Rajgarh is a town and a tehsil in Alwar district in the Indian state of Rajasthan. Bhangarh, Asia's most haunted place, is also present in Rajgarh, Alwar tehsil. It is a small town set in scenic hills dotted with forts, and features waterfalls, a valley, and the hills of Aravalli.

History

Rajgarh is a small town on State Highway 25, close to Sariska National Park, in Alwar district of Rajasthan. It lies on the main train route between Delhi and Jaipur. Rajgarh Fort was built by Raja Pratap Singh, the founder of the State of Alwar who is often referred to as the "Bismarck of Alwar". In 1771, Rajgarh Fort was the site of the old capital of Alwar state. Later the new capital was set up at Bala Kila, Alwar and Rajgarh was turned into the summer residence of the Alwar Royal family. Rajgarh boasts of the famous Baghraj Temple, a Step Well, historic fort, palaces and a bustling market. A 19th century British traveler described Rajgarh valley as "A Perfect Earthly Paradise" with the walls of the well-kept fort of Rajgarh, picturesquely perched on a hill rising out of a green and fertile. Mostly 80% population in Rajgarh is Meena

Rajgarh was an incredible , prosperous capital fort of Kshatriya Badgujar Rulers , which lost its glory after conflicts between Kachhwaha and Badgujar clans of Rajput lineages . Badgujars also were also an  important alliances to the Royal kingdom of Mewar . Badgujars formed major Harawal frontline army for Royal Army of Mewar.
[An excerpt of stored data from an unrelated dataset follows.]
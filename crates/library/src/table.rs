//! CSV tables with a header row.
//!
//! Tables are read whole into memory; catalogs are a few thousand rows at
//! most. Rows may have a different number of fields than the header, and are
//! carried through as they are.

use crate::error::{ErrorKind, Result};
use csv::{ReaderBuilder, StringRecord, WriterBuilder};
use exn::ResultExt;
use std::fmt::{Display, Formatter, Result as FmtResult};
use std::fs;
use std::path::Path;
use std::str::FromStr;

/// Character encoding of an input table. Output is always UTF-8.
#[derive(Debug, Clone, Copy, Default, PartialEq, Eq, Hash)]
pub enum Encoding {
    #[default]
    Utf8,
    /// ISO-8859-1, as exported by some spreadsheet tools.
    Latin1,
}
impl Encoding {
    pub fn as_str(&self) -> &'static str {
        match self {
            Self::Utf8 => "utf-8",
            Self::Latin1 => "latin-1",
        }
    }

    fn decode(&self, bytes: Vec<u8>, path: &Path) -> Result<String> {
        match self {
            Self::Utf8 => String::from_utf8(bytes).or_raise(|| ErrorKind::Encoding {
                path: path.to_path_buf(),
                encoding: self.as_str(),
            }),
            // Every Latin-1 byte is the code point of the same value.
            Self::Latin1 => Ok(bytes.into_iter().map(char::from).collect()),
        }
    }
}
impl FromStr for Encoding {
    type Err = String;
    fn from_str(s: &str) -> std::result::Result<Self, Self::Err> {
        match s.trim().to_lowercase().replace('_', "-").as_str() {
            "utf-8" | "utf8" => Ok(Self::Utf8),
            "latin-1" | "latin1" | "iso-8859-1" => Ok(Self::Latin1),
            other => Err(format!("unsupported encoding: {other}")),
        }
    }
}
impl Display for Encoding {
    fn fmt(&self, f: &mut Formatter<'_>) -> FmtResult {
        write!(f, "{}", self.as_str())
    }
}

/// A header row and the records below it.
#[derive(Debug, Clone, Default, PartialEq, Eq)]
pub struct Table {
    pub headers: StringRecord,
    pub rows: Vec<StringRecord>,
}
impl Table {
    /// Reads a table, decoding it from `encoding`.
    pub fn read(path: &Path, encoding: Encoding) -> Result<Self> {
        let bytes = fs::read(path).or_raise(|| ErrorKind::ReadTable(path.to_path_buf()))?;
        let text = encoding.decode(bytes, path)?;
        let mut reader = ReaderBuilder::new().flexible(true).from_reader(text.as_bytes());
        let headers = reader.headers().or_raise(|| ErrorKind::ReadTable(path.to_path_buf()))?.clone();
        let rows = reader
            .records()
            .collect::<std::result::Result<Vec<_>, _>>()
            .or_raise(|| ErrorKind::ReadTable(path.to_path_buf()))?;
        Ok(Self { headers, rows })
    }

    /// Writes the table as UTF-8.
    pub fn write(&self, path: &Path) -> Result<()> {
        write_records(path, &self.headers, &self.rows)
    }

    /// Position of a header, compared exactly.
    pub fn column(&self, name: &str) -> Option<usize> {
        self.headers.iter().position(|header| header == name)
    }

    /// Position of a header, appending it when absent.
    pub fn ensure_column(&mut self, name: &str) -> usize {
        match self.column(name) {
            Some(idx) => idx,
            None => {
                self.headers.push_field(name);
                self.headers.len() - 1
            },
        }
    }
}

/// Writes a header and rows as UTF-8 CSV, creating or truncating `path`.
pub(crate) fn write_records<H, R>(path: &Path, headers: H, rows: impl IntoIterator<Item = R>) -> Result<()>
where
    H: IntoIterator,
    H::Item: AsRef<[u8]>,
    R: IntoIterator,
    R::Item: AsRef<[u8]>,
{
    let failed = || ErrorKind::WriteTable(path.to_path_buf());
    let mut writer = WriterBuilder::new().flexible(true).from_path(path).or_raise(failed)?;
    writer.write_record(headers).or_raise(failed)?;
    for row in rows {
        writer.write_record(row).or_raise(failed)?;
    }
    writer.flush().or_raise(failed)?;
    Ok(())
}

/// Replaces field `idx` of `row`, padding short rows with blanks first.
pub(crate) fn set_field(row: &StringRecord, idx: usize, value: &str) -> StringRecord {
    let mut fields: Vec<&str> = row.iter().collect();
    if fields.len() <= idx {
        fields.resize(idx + 1, "");
    }
    fields[idx] = value;
    StringRecord::from(fields)
}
Badgujars lost their identity after being slaughtered by Mughals for opposing the marriages of Badgujar daughters with them .

Badgujars chose to live with pride and maintain dignity of Kshatriya Dharma instead of living life based on rules set by others.

Rajgarh has the tomb of the father of famous Urdu Poet Mirza Ghalib within town limits. Rajgarh Tehsil also contains the historic town of Rajore, now called Rajorgarh, where an inscription was found of Maharadhiraj Parmeshwara Matthandeva of Gurjara-Pratihara lineage, dated to 960 AD. This is the only known inscription containing the terms "Gurjara Pratihara" (after 11century called Badgujar) to describe the lineage.

Rajgarh is the birthplace of freedom fighter Bhawani Sahai Sharma who was a senior member of Hindustan Socialist Republican Army. He served a jail term of more than 9 years at the hand of the British during the Indian Independence struggle. Bhawani Sahai Sharma later became an MLA from Thana Gazi, Alwar.

Geography and attractions
Rajgarh has an average elevation of 479 metres (1571 feet). It is a major agricultural centre with a RIICO rajasthan mineral industrial park.

Famous and Attractive places of Rajgarh are as follows.

 Bhangarh 
 Kala daata 
 Alewa waterfall
 Govind Dev Ji Temple 
 jagganath ji temple 
 Rajgarh Fort 
jharna
 The Haunted 7 chauk ki haweeli 
 The temple of Bairuji in Ratanpura Village 
 Baghraj Temple 
 Machari
 Ajabgarh
 sarsa mata mandir
 Narayani mata Mandir

Educational Institutions

Rajgarh has one of early built colleges of the British era in India which provides up to post graduate level education.